The majority of patients underwent a laparoscopic Palomo approach. As this was a retrospective study, the technique was not standardized regarding the decision on whether to do a mass ligation, artery sparing, and/or lymphatic-sparing approach. In most cases, efforts were made to preserve the testicular artery, but this was not always possible with a large varicocele. A criticism of most retrospective studies, a more uniform technique may have led to different outcomes with regard to success, complication, and recurrence making our findings less generalizable.
The lack of a reliable marker of success is a criticism of this study and most studies of adolescent varicocele in the literature. It is unknown how the addition of semen analysis, and the presence of abnormal semen parameters with or without testicular hypotrophy will affect the indications and potential benefits of intervention. In the era of this study, none of the patients underwent semen analysis pre- or postoperatively. We began to use semen analysis as a criterion for surgical intervention and outcome parameter starting in 2017, with variable enthusiasm from families and patients. We have found little correlation in findings with size differential and now emphasize a semen analysis as part of our routine varicocele evaluation when appropriate.
In the current environment of health care delivery, clinicians and hospitals strive to provide the most cost-effective and efficient care to patients. If deemed necessary, the optimal approach to repair of adolescent varicocele remains debatable. A prospective, randomized study would better answer this question, but would be challenging due to the relative infrequency of the condition and the effect on enrollment of the multiple controversies aforementioned. This study was conceived as a pilot for eventual randomized, prospective trial; however, it became apparent that standardization and efforts for cost containment related to embolization are prerequisites to argue equipoise to justify such a study.
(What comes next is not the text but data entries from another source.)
use axum::{
    extract::{Path, Query, State},
    http::StatusCode,
    Json,
};
use serde::{Deserialize, Serialize};
use serde_json::{json, Value};

use crate::{
    errors::AppError,
    redmine_client::{IssueQuery, NewIssue},
    AppState,
};

#[derive(Debug, Serialize)]
pub struct ServiceDescriptor {
    pub message: &'static str,
    pub name: &'static str,
    pub version: &'static str,
    pub endpoints: EndpointMap,
}

#[derive(Debug, Serialize)]
pub struct EndpointMap {
    pub test: &'static str,
    pub user: &'static str,
    pub projects: &'static str,
    pub issues: &'static str,
}

pub async fn root() -> Json<ServiceDescriptor> {
    Json(ServiceDescriptor {
        message: "Redmine relay API",
        name: env!("CARGO_PKG_NAME"),
        version: env!("CARGO_PKG_VERSION"),
        endpoints: EndpointMap {
            test: "GET /api/redmine/test-connection",
            user: "GET /api/redmine/user/current",
            projects: "GET /api/redmine/projects",
            issues: "GET /api/redmine/issues",
        },
    })
}

pub async fn test_connection(State(state): State<AppState>) -> Json<Value> {
    let success = state.provider.test_connection().await;
    let recommendation = if success {
        "connection established using the configured API key"
    } else {
        "check that REDMINE_URL and REDMINE_API_KEY point at a reachable tracker"
    };

    Json(json!({
        "message": "tracker connection test",
        "config": &*state.connection,
        "success": success,
        "recommendation": recommendation,
    }))
}

pub async fn current_user(State(state): State<AppState>) -> Result<Json<Value>, AppError> {
    let user = state
        .provider
        .current_user()
        .await
        .map_err(|err| AppError::upstream("failed to fetch current user", err))?;
    Ok(Json(json!({
        "message": "current user fetched",
        "user": user,
    })))
}

pub async fn list_projects(State(state): State<AppState>) -> Result<Json<Value>, AppError> {
    let projects = state
        .provider
        .projects()
        .await
        .map_err(|err| AppError::upstream("failed to fetch projects", err))?;
    Ok(Json(json!({
        "message": "projects fetched",
        "count": projects.len(),
        "projects": projects,
    })))
}

pub async fn get_project(
    State(state): State<AppState>,
    Path(id): Path<String>,
) -> Result<Json<Value>, AppError> {
    let id = parse_id("project id", &id)?;
    let project = state
        .provider
        .project(id)
        .await
        .map_err(|err| AppError::upstream("failed to fetch project", err))?;
    Ok(Json(json!({
        "message": "project fetched",
        "project": project,
    })))
}

/// Raw query parameters for issue listing. Values stay strings so that a
/// malformed number produces our 400 body instead of the extractor's.
#[derive(Debug, Default, Deserialize)]
pub struct IssuesParams {
    pub project_id: Option<String>,
    pub limit: Option<String>,
    pub offset: Option<String>,
}

pub async fn list_issues(
    State(state): State<AppState>,
    Query(params): Query<IssuesParams>,
) -> Result<Json<Value>, AppError> {
    let query = IssueQuery {
        project_id: parse_optional_int("project_id", params.project_id.as_deref())?,
        limit: parse_optional_int("limit", params.limit.as_deref())?.unwrap_or(25),
        offset: parse_optional_int("offset", params.offset.as_deref())?.unwrap_or(0),
    };

    let list = state
        .provider
        .issues(query)
        .await
        .map_err(|err| AppError::upstream("failed to fetch issues", err))?;
    Ok(Json(json!({
        "message": "issues fetched",
        "issues": list.issues,
        "total_count": list.total_count,
        "offset": list.offset,
        "limit": list.limit,
    })))
}

pub async fn get_issue(
    State(state): State<AppState>,
    Path(id): Path<String>,
) -> Result<Json<Value>, AppError> {
    let id = parse_id("issue id", &id)?;
    let issue = state
        .provider
        .issue(id)
        .await
        .map_err(|err| AppError::upstream("failed to fetch issue", err))?;
    Ok(Json(json!({
        "message": "issue fetched",
        "issue": issue,
    })))
}

#[derive(Debug, Deserialize)]
pub struct CreateIssueRequest {
    pub project_id: Option<u64>,
    pub subject: Option<String>,
    pub description: Option<String>,
    pub priority_id: Option<u64>,
    pub tracker_id: Option<u64>,
    pub assigned_to_id: Option<u64>,
}

pub async fn create_issue(
    State(state): State<AppState>,
    Json(request): Json<CreateIssueRequest>,
) -> Result<(StatusCode, Json<Value>), AppError> {
    let (Some(project_id), Some(subject)) = (
        request.project_id,
        request.subject.filter(|subject| !subject.trim().is_empty()),
    ) else {
        return Err(AppError::validation("project_id and subject are required"));
    };

    let issue = state
        .provider
        .create_issue(&NewIssue {
            project_id,
            subject,
            description: request.description,
            priority_id: request.priority_id,
            tracker_id: request.tracker_id,
            assigned_to_id: request.assigned_to_id,
        })
        .await
        .map_err(|err| AppError::upstream("failed to create issue", err))?;

    Ok((
        StatusCode::CREATED,
        Json(json!({
            "message": "issue created",
            "issue": issue,
        })),
    ))
}

pub async fn update_issue(
    State(state): State<AppState>,
    Path(id): Path<String>,
    Json(body): Json<Value>,
) -> Result<Json<Value>, AppError> {
    let id = parse_id("issue id", &id)?;
    // The update payload is relayed verbatim; it only has to be an object
    // so it can nest under the envelope key.
    let Some(fields) = body.as_object() else {
        return Err(AppError::validation("request body must be a JSON object"));
    };

    let issue = state
        .provider
        .update_issue(id, fields)
        .await
        .map_err(|err| AppError::upstream("failed to update issue", err))?;
    Ok(Json(json!({
        "message": "issue updated",
        "issue": issue,
    })))
}

pub async fn delete_issue(
    State(state): State<AppState>,
    Path(id): Path<String>,
) -> Result<Json<Value>, AppError> {
    let id = parse_id("issue id", &id)?;
    state
        .provider
        .delete_issue(id)
        .await
        .map_err(|err| AppError::upstream("failed to delete issue", err))?;
    Ok(Json(json!({
        "message": "issue deleted",
    })))
}

fn parse_id(kind: &str, raw: &str) -> Result<u64, AppError> {
    raw.parse::<u64>()
        .map_err(|_| AppError::validation(format!("invalid {kind}: {raw:?}")))
}

fn parse_optional_int<T: std::str::FromStr>(kind: &str, raw: Option<&str>) -> Result<Option<T>, AppError> {
    raw.map(|value| {
        value
            .parse::<T>()
            .map_err(|_| AppError::validation(format!("invalid {kind}: {value:?}")))
    })
    .transpose()
}
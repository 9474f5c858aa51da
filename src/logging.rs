use std::time::Instant;

use axum::{extract::Request, middleware::Next, response::Response};
use tracing::info;
use tracing_subscriber::{fmt, EnvFilter};

pub fn init_logging() {
    let filter = EnvFilter::try_from_default_env().unwrap_or_else(|_| EnvFilter::new("info"));
    fmt()
        .with_env_filter(filter)
        .with_target(false)
        .compact()
        .init();
}

pub async fn request_logging_middleware(request: Request, next: Next) -> Response {
    let method = request.method().clone();
    let path = request.uri().path().to_string();
    let started_at = Instant::now();

    let response = next.run(request).await;
    let status = response.status();
    let elapsed_ms = started_at.elapsed().as_millis();

    info!(
        method = %method,
        path = %path,
        status = status.as_u16(),
        duration_ms = elapsed_ms,
        "request summary"
    );

    response
}
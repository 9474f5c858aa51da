use std::sync::Arc;

use axum::{
    middleware,
    routing::get,
    Router,
};
use serde::Serialize;

pub mod config;
pub mod errors;
pub mod http;
pub mod logging;
pub mod redmine_client;

use config::Config;
use redmine_client::RedmineProvider;

/// Non-secret view of the upstream connection, echoed by `test-connection`.
#[derive(Debug, Clone, Serialize)]
pub struct ConnectionSummary {
    pub url: String,
    pub has_api_key: bool,
    pub tls_verify: bool,
}

impl ConnectionSummary {
    pub fn from_config(config: &Config) -> Self {
        Self {
            url: config.redmine_url.clone(),
            has_api_key: !config.api_key.is_empty(),
            tls_verify: config.tls_verify,
        }
    }
}

#[derive(Clone)]
pub struct AppState {
    pub connection: Arc<ConnectionSummary>,
    pub provider: Arc<dyn RedmineProvider>,
}

impl AppState {
    pub fn new(connection: ConnectionSummary, provider: Arc<dyn RedmineProvider>) -> Self {
        Self {
            connection: Arc::new(connection),
            provider,
        }
    }
}

pub fn build_app(state: AppState) -> Router {
    let api = Router::new()
        .route("/test-connection", get(http::handlers::test_connection))
        .route("/user/current", get(http::handlers::current_user))
        .route("/projects", get(http::handlers::list_projects))
        .route("/projects/{id}", get(http::handlers::get_project))
        .route(
            "/issues",
            get(http::handlers::list_issues).post(http::handlers::create_issue),
        )
        .route(
            "/issues/{id}",
            get(http::handlers::get_issue)
                .put(http::handlers::update_issue)
                .delete(http::handlers::delete_issue),
        );

    Router::new()
        .route("/", get(http::handlers::root))
        .nest("/api/redmine", api)
        .layer(middleware::from_fn(logging::request_logging_middleware))
        .with_state(state)
}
Based on our findings of a relatively high success rate with a substantially lower cost, surgical ligation is the most logical first choice when offering intervention at our institution. Given that percutaneous embolization requires much greater resource allocation and eventual financial burden on the patient, it may be a better choice as a salvage procedure when surgical ligation has failed. We acknowledge that costs are unique to different institutions and may limit generalization.
Conclusion
Percutaneous embolization has a trend toward lower rates of postoperative hydrocele and varicocele recurrence in comparison to surgical ligation but with three times the exposure to general anesthesia and at four times the price. Given these findings, embolization may be better reserved for failures of surgical repair.
Footnotes
Disclosure Statement
No competing financial interests exist.
Funding Information
This study was internally funded by Children's Mercy-Kansas City.